**Your instructions:** From the line containing "d.and_hms_opt(0, 0, 0))" down to the last line of the data, output each line word for word and include nothing else.

(Collected data entries)

--- START ---

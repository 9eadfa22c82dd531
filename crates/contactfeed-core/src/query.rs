//! Translation of command parameters into feed queries.
//!
//! [`build`] turns a [`QueryParameters`] into a [`QuerySpec`]: the feed URL plus
//! an ordered list of query parameters. Unset fields never appear in the
//! output. The order is fixed so that built queries compare equal in tests.

use chrono::{DateTime, NaiveDate, NaiveDateTime, SecondsFormat, Utc};
use url::Url;

use crate::entry::FeedKind;
use crate::error::ValidationError;

pub const DEFAULT_BASE_URL: &str = "https://www.google.com/m8/feeds/";
pub const DEFAULT_PROJECTION: &str = "thin";

/// Which feed to talk to and through which projection.
#[derive(Debug, Clone, PartialEq, Eq)]
pub struct FeedTarget {
    pub kind: FeedKind,
    pub base_url: String,
    pub projection: String,
}

impl FeedTarget {
    pub fn new(kind: FeedKind, base_url: impl Into<String>, projection: impl Into<String>) -> Self {
        Self {
            kind,
            base_url: base_url.into(),
            projection: projection.into(),
        }
    }

    /// `<base>/<contacts|groups>/default/<projection>`
    pub fn feed_url(&self) -> String {
        format!(
            "{}/{}/default/{}",
            self.base_url.trim_end_matches('/'),
            self.kind.path_segment(),
            self.projection
        )
    }

    /// Map an entry id (which always names the `base` projection) onto the
    /// projection this target reads through. A bare id is resolved against
    /// the feed URL.
    pub fn entry_url(&self, id: &str) -> String {
        if id.contains("://") {
            id.replace("/base/", &format!("/{}/", self.projection))
        } else {
            format!("{}/{}", self.feed_url(), id.trim_start_matches('/'))
        }
    }
}

impl Default for FeedTarget {
    fn default() -> Self {
        Self::new(FeedKind::Contact, DEFAULT_BASE_URL, DEFAULT_PROJECTION)
    }
}

/// Filters for a feed query. `None` means "not requested".
#[derive(Debug, Clone, Default, PartialEq, Eq)]
pub struct QueryParameters {
    pub target: FeedTarget,
    pub updated_min: Option<String>,
    pub max_results: Option<i64>,
    pub start_index: Option<i64>,
    pub show_deleted: Option<bool>,
    pub require_all_deleted: Option<bool>,
    pub sort_order: Option<String>,
    pub order_by: Option<String>,
    pub group: Option<String>,
}

/// A query ready to execute against a feed.
#[derive(Debug, Clone, PartialEq, Eq)]
pub struct QuerySpec {
    pub kind: FeedKind,
    pub feed_url: String,
    pub params: Vec<(String, String)>,
}

impl QuerySpec {
    /// The whole feed, no filters.
    pub fn unfiltered(target: &FeedTarget) -> Self {
        Self {
            kind: target.kind,
            feed_url: target.feed_url(),
            params: Vec::new(),
        }
    }

    pub fn param(&self, key: &str) -> Option<&str> {
        self.params
            .iter()
            .find(|(k, _)| k == key)
            .map(|(_, v)| v.as_str())
    }

    /// Full URL including the encoded query string.
    pub fn url(&self) -> Result<Url, ValidationError> {
        let mut url = Url::parse(&self.feed_url).map_err(|e| ValidationError::InvalidValue {
            field: "base-url".into(),
            message: e.to_string(),
        })?;
        if !self.params.is_empty() {
            url.query_pairs_mut().extend_pairs(self.params.iter());
        }
        Ok(url)
    }
}

/// Build a query from parameters. No caching; every call is a fresh spec.
pub fn build(params: &QueryParameters) -> Result<QuerySpec, ValidationError> {
    let mut out: Vec<(String, String)> = Vec::new();
    let mut push = |key: &str, value: String| out.push((key.to_string(), value));

    if let Some(ref raw) = params.updated_min {
        let ts = parse_timestamp("updated-min", raw)?;
        push("updated-min", ts.to_rfc3339_opts(SecondsFormat::Millis, true));
    }
    if let Some(n) = params.max_results {
        push("max-results", non_negative("max-results", n)?.to_string());
    }
    if let Some(n) = params.start_index {
        push("start-index", non_negative("start-index", n)?.to_string());
    }
    if let Some(b) = params.show_deleted {
        push("showdeleted", b.to_string());
    }
    if let Some(b) = params.require_all_deleted {
        push("requirealldeleted", b.to_string());
    }
    for (key, value) in [
        ("sortorder", &params.sort_order),
        ("orderby", &params.order_by),
        ("group", &params.group),
    ] {
        if let Some(v) = value.as_deref().filter(|v| !v.is_empty()) {
            push(key, v.to_string());
        }
    }

    Ok(QuerySpec {
        kind: params.target.kind,
        feed_url: params.target.feed_url(),
        params: out,
    })
}

fn non_negative(field: &str, value: i64) -> Result<i64, ValidationError> {
    if value < 0 {
        return Err(ValidationError::Negative {
            field: field.to_string(),
            value,
        });
    }
    Ok(value)
}

/// Accepts RFC 3339, a naive `YYYY-MM-DDTHH:MM:SS[.fff]` (read as UTC), or a
/// bare date.
pub fn parse_timestamp(field: &str, raw: &str) -> Result<DateTime<Utc>, ValidationError> {
    let raw = raw.trim();
    if let Ok(ts) = DateTime::parse_from_rfc3339(raw) {
        return Ok(ts.with_timezone(&Utc));
    }
    if let Ok(naive) = NaiveDateTime::parse_from_str(raw, "%Y-%m-%dT%H:%M:%S%.f") {
        return Ok(naive.and_utc());
    }
    if let Some(naive) = NaiveDate::parse_from_str(raw, "%Y-%m-%d")
        .ok()
        .and_then(|d| d.and_hms_opt(0, 0, 0))
    {
        return Ok(naive.and_utc());
    }
    Err(ValidationError::InvalidTimestamp {
        field: field.to_string(),
        value: raw.to_string(),
    })
}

--- END ---

**Exercise response:**
        .and_then(|d| d.and_hms_opt(0, 0, 0))
    {
        return Ok(naive.and_utc());
    }
    Err(ValidationError::InvalidTimestamp {
        field: field.to_string(),
        value: raw.to_string(),
    })
}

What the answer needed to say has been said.